Mitch Soderberg, associate professor of physics, oversees a group of researchers in A&S studying neutrinos—tiny, elusive particles that hold clues about the origin of the universe. His group has led the U.S. effort to build two major components for an experiment at the Department of Energy’s Fermilab, a high-energy particle physics laboratory near Chicago.
The components have been shipped to Fermilab, where they await installation into the Short-Baseline Near Detector (SBND), one of three particle detectors in the Short-Baseline Neutrino (SBN) program.
“Unlocking the properties of neutrinos may explain how the universe works and why matter exists at all,” Soderberg says. "The technology we develop to perform our research could benefit areas such as homeland security, industry and workforce development, to name a few."
With the SBND project, Soderberg's group makes important contributions to SBN detectors, having previously helped build components at Syracuse for the MicroBooNE detector. The SBN program focuses on neutrino oscillation—the process by which neutrinos change flavors, or types, as they hurtle through space and matter at essentially the speed of light.
The Standard Model, which explains how fundamental particles interact with one another, posits that neutrinos occur in three flavors. SBN is searching for evidence of a fourth flavor, called sterile neutrinos.

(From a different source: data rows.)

//! Performance benchmarks for the per-tick hot path

use server::simulation::{Simulation, TickInput};
use shared::{frame_line, Intent, Plaintext, Snapshot};
use std::time::Instant;

/// Benchmarks simulation stepping with both paddles active
#[test]
fn benchmark_simulation_step() {
    let mut sim = Simulation::new();
    let input = TickInput {
        left: Intent::Down,
        right: Intent::Up,
        ..TickInput::default()
    };

    let iterations = 100_000;
    let start = Instant::now();

    for _ in 0..iterations {
        sim.step(input);
    }

    let duration = start.elapsed();
    println!(
        "Simulation step: {} iterations in {:?} ({:.2} ns/iter)",
        iterations,
        duration,
        duration.as_nanos() as f64 / iterations as f64
    );

    assert_eq!(sim.tick, iterations);
    // A 60Hz tick budget is ~16ms; stepping must be a negligible share of it
    assert!(duration.as_millis() < 1000);
}

/// Benchmarks encoding and decoding of the state line
#[test]
fn benchmark_state_line_codec() {
    let snapshot = Snapshot {
        left_y: 215,
        right_y: 420,
        ball_x: 637,
        ball_y: 13,
        left_score: 4,
        right_score: 3,
    };
    let cipher = Plaintext;

    let iterations = 100_000;
    let start = Instant::now();

    for _ in 0..iterations {
        let line = frame_line(&cipher, &snapshot.to_string());
        let decoded: Snapshot = line.trim_end().parse().unwrap();
        assert_eq!(decoded.right_score, 3);
    }

    let duration = start.elapsed();
    println!(
        "State line codec: {} iterations in {:?} ({:.2} ns/iter)",
        iterations,
        duration,
        duration.as_nanos() as f64 / iterations as f64
    );

    assert!(duration.as_millis() < 5000);
}

/// Benchmarks a full simulated round: the left paddle hides at the top
/// until the right side has won
#[test]
fn benchmark_full_round() {
    let mut sim = Simulation::new();
    let input = TickInput {
        left: Intent::Up,
        ..TickInput::default()
    };

    let start = Instant::now();
    let mut ticks = 0;
    while sim.step(input).winner.is_none() {
        ticks += 1;
        assert!(ticks < 10_000, "round never finished");
    }

    let duration = start.elapsed();
    println!("Full round: {} ticks in {:?}", ticks, duration);

    assert_eq!(sim.snapshot().right_score, shared::WIN_SCORE);
    assert!(duration.as_millis() < 100);
}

Soderbeg hopes confirming the existence of these infinitesimally small, sterile particles will help him and other scientists answer questions about the universe that the Standard Model cannot.
"While really big questions, such as 'Why is there more matter than antimatter in the universe?,' are driven more by intellectual curiosity than practical application, they stretch our understanding of the way the universe functions," he says. "Perhaps along the way we will devise new technologies that have applications beyond the realm of particle physics."
Eric Schiff, professor and chair of physics at Syracuse, is excited about the research, saying the existence of "ghostly" sterile neutrinos might explain phenomena such as dark matter—invisible material that makes up 25 percent of the universe, but does not emit light or energy.
"Every particle physicist on Earth would love to be part of the team that does an experiment with results beyond the Standard Model. If found, sterile neutrinos would be just this type of experiment," he adds.